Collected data
┄┄┄┄┄┄┄┄┄┄

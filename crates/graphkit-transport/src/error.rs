//! Transport error types

use thiserror::Error;

/// Result type for transport operations
pub type Result<T> = std::result::Result<T, TransportError>;

type BoxError = Box<dyn std::error::Error + Send + Sync>;

/// Errors that can occur while performing the network call
#[derive(Debug, Error)]
pub enum TransportError {
    /// The request did not complete within the configured timeout
    #[error("Request timed out: {0}")]
    Timeout(#[source] BoxError),

    /// The connection could not be established
    #[error("Connection error: {0}")]
    Connection(#[source] BoxError),

    /// Any other failure reported by the HTTP client
    #[error("HTTP error: {0}")]
    Http(#[source] BoxError),

    /// A streaming request body was already sent once and cannot be replayed
    #[error("Request body was already consumed")]
    BodyConsumed,

    /// I/O error
    #[error("I/O error: {0}")]
    Io(#[from] std::io::Error),

    /// Serialization error
    #[error("Serialization error: {0}")]
    Serialization(#[from] serde_json::Error),
}

impl TransportError {
    /// Whether this error is a timeout.
    pub fn is_timeout(&self) -> bool {
        matches!(self, Self::Timeout(_))
    }
}

impl From<reqwest::Error> for TransportError {
    fn from(err: reqwest::Error) -> Self {
        if err.is_timeout() {
            Self::Timeout(Box::new(err))
        } else if err.is_connect() {
            Self::Connection(Box::new(err))
        } else {
            Self::Http(Box::new(err))
        }
    }
}
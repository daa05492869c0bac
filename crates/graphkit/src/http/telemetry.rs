//! Telemetry middleware
//!
//! Reports the SDK version and the features in use through the `SdkVersion`
//! header, tags each request with a `client-request-id` and logs every hop.

use super::middleware::{Middleware, MiddlewareKind, Next, RequestContext};
use crate::error::Result;
use crate::observability::{RequestMetadata, RequestTimer, ResponseMetadata};
use async_trait::async_trait;
use graphkit_transport::{HttpRequest, HttpResponse};
use http::{HeaderName, HeaderValue};

/// `SdkVersion` header name.
pub const SDK_VERSION: HeaderName = HeaderName::from_static("sdkversion");

/// `client-request-id` header name.
pub const CLIENT_REQUEST_ID: HeaderName = HeaderName::from_static("client-request-id");

/// Adds SDK headers and logs requests and responses.
///
/// Sits last in the chain so it sees every redirect hop and every retry.
#[derive(Debug, Clone, Default)]
pub struct TelemetryMiddleware;

impl TelemetryMiddleware {
    /// Create a new telemetry middleware.
    pub fn new() -> Self {
        Self
    }
}

/// `SdkVersion` value for the given feature flags.
pub fn sdk_version_value(ctx: &RequestContext) -> String {
    format!(
        "graphkit-rust/{} (featureUsage={})",
        crate::VERSION,
        ctx.features.to_hex()
    )
}

#[async_trait]
impl Middleware for TelemetryMiddleware {
    fn kind(&self) -> MiddlewareKind {
        MiddlewareKind::Telemetry
    }

    async fn handle(
        &self,
        mut request: HttpRequest,
        ctx: &RequestContext,
        next: Next<'_>,
    ) -> Result<HttpResponse> {
        let ours = sdk_version_value(ctx);
        let sdk_version = match request.header(SDK_VERSION.as_str()) {
            Some(existing) if !existing.contains("graphkit-rust/") => format!("{ours}, {existing}"),
            Some(existing) => existing.to_string(),
            None => ours,
        };
        request
            .headers
            .insert(SDK_VERSION, HeaderValue::from_str(&sdk_version)?);

        if !request.headers.contains_key(CLIENT_REQUEST_ID) {
            let id = uuid::Uuid::new_v4().to_string();
            request
                .headers
                .insert(CLIENT_REQUEST_ID, HeaderValue::from_str(&id)?);
        }

        let mut metadata = RequestMetadata::new(request.method.as_str(), request.url.as_str());
        if let Some(length) = request.body.content_length() {
            metadata = metadata.with_body_size(length as usize);
        }
        if let Some(attempt) = request
            .header(super::retry::RETRY_ATTEMPT.as_str())
            .and_then(|v| v.parse().ok())
        {
            metadata = metadata.with_attempt(attempt);
        }
        if let Some(id) = request.header(CLIENT_REQUEST_ID.as_str()) {
            metadata = metadata.with_client_request_id(id);
        }
        metadata.log_request();

        let timer = RequestTimer::start();
        let result = next.run(request, ctx).await;

        match &result {
            Ok(response) => {
                let response_metadata =
                    ResponseMetadata::new(response.status.as_u16(), timer.elapsed())
                        .with_body_size(response.body.len());
                if response.is_success() {
                    response_metadata.log_success(&metadata);
                } else {
                    response_metadata.log_error(&metadata, "non-success status");
                }
            }
            Err(err) => metadata.log_failure(&err.to_string(), timer.elapsed()),
        }

        result
    }
}

#[cfg(test)]
mod tests {
    use super::*;
    use crate::http::middleware::{FeatureFlags, Pipeline};
    use graphkit_transport::{Transport, TransportError};
    use http::{Method, StatusCode};
    use std::sync::{Arc, Mutex};

    #[derive(Default)]
    struct Capture {
        seen: Mutex<Vec<HttpRequest>>,
    }

    #[async_trait]
    impl Transport for Capture {
        async fn send(
            &self,
            request: HttpRequest,
        ) -> std::result::Result<HttpResponse, TransportError> {
            self.seen.lock().unwrap().push(request);
            Ok(HttpResponse::with_status(StatusCode::OK))
        }
    }

    #[tokio::test]
    async fn test_headers_added() {
        let transport = Arc::new(Capture::default());
        let pipeline = Pipeline::builder()
            .with(TelemetryMiddleware::new())
            .transport(transport.clone())
            .build()
            .unwrap();

        let ctx = RequestContext::default()
            .with_features(FeatureFlags::RETRY_HANDLER | FeatureFlags::BATCH_REQUEST);
        let request = HttpRequest::new(Method::GET, "https://graph.microsoft.com/v1.0/me".parse().unwrap());
        pipeline.send(request, &ctx).await.unwrap();

        let seen = transport.seen.lock().unwrap();
        assert_eq!(
            seen[0].header("sdkversion").unwrap(),
            format!("graphkit-rust/{} (featureUsage=202)", crate::VERSION)
        );
        let id = seen[0].header("client-request-id").unwrap();
        assert!(uuid::Uuid::parse_str(id).is_ok());
    }

    #[tokio::test]
    async fn test_existing_client_request_id_kept() {
        let transport = Arc::new(Capture::default());
        let pipeline = Pipeline::builder()
            .with(TelemetryMiddleware::new())
            .transport(transport.clone())
            .build()
            .unwrap();

        let request = HttpRequest::new(Method::GET, "https://graph.microsoft.com/v1.0/me".parse().unwrap())
            .with_header(CLIENT_REQUEST_ID, HeaderValue::from_static("my-id"));
        pipeline.send(request, &RequestContext::default()).await.unwrap();

        assert_eq!(
            transport.seen.lock().unwrap()[0].header("client-request-id"),
            Some("my-id")
        );
    }
}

┄┄┄┄┄┄┄┄┄┄

**WORK TO COMPLETE:** The answer should consist of the lines from the first line of the entries through the line with "cannot be replayed", copied exactly.

**ANSWER SPACE:**
filename crates/graphkit-transport/src/error.rs
//! Transport error types

use thiserror::Error;

/// Result type for transport operations
pub type Result<T> = std::result::Result<T, TransportError>;

type BoxError = Box<dyn std::error::Error + Send + Sync>;

/// Errors that can occur while performing the network call
#[derive(Debug, Error)]
pub enum TransportError {
    /// The request did not complete within the configured timeout
    #[error("Request timed out: {0}")]
    Timeout(#[source] BoxError),

    /// The connection could not be established
    #[error("Connection error: {0}")]
    Connection(#[source] BoxError),

    /// Any other failure reported by the HTTP client
    #[error("HTTP error: {0}")]
    Http(#[source] BoxError),

    /// A streaming request body was already sent once and cannot be replayed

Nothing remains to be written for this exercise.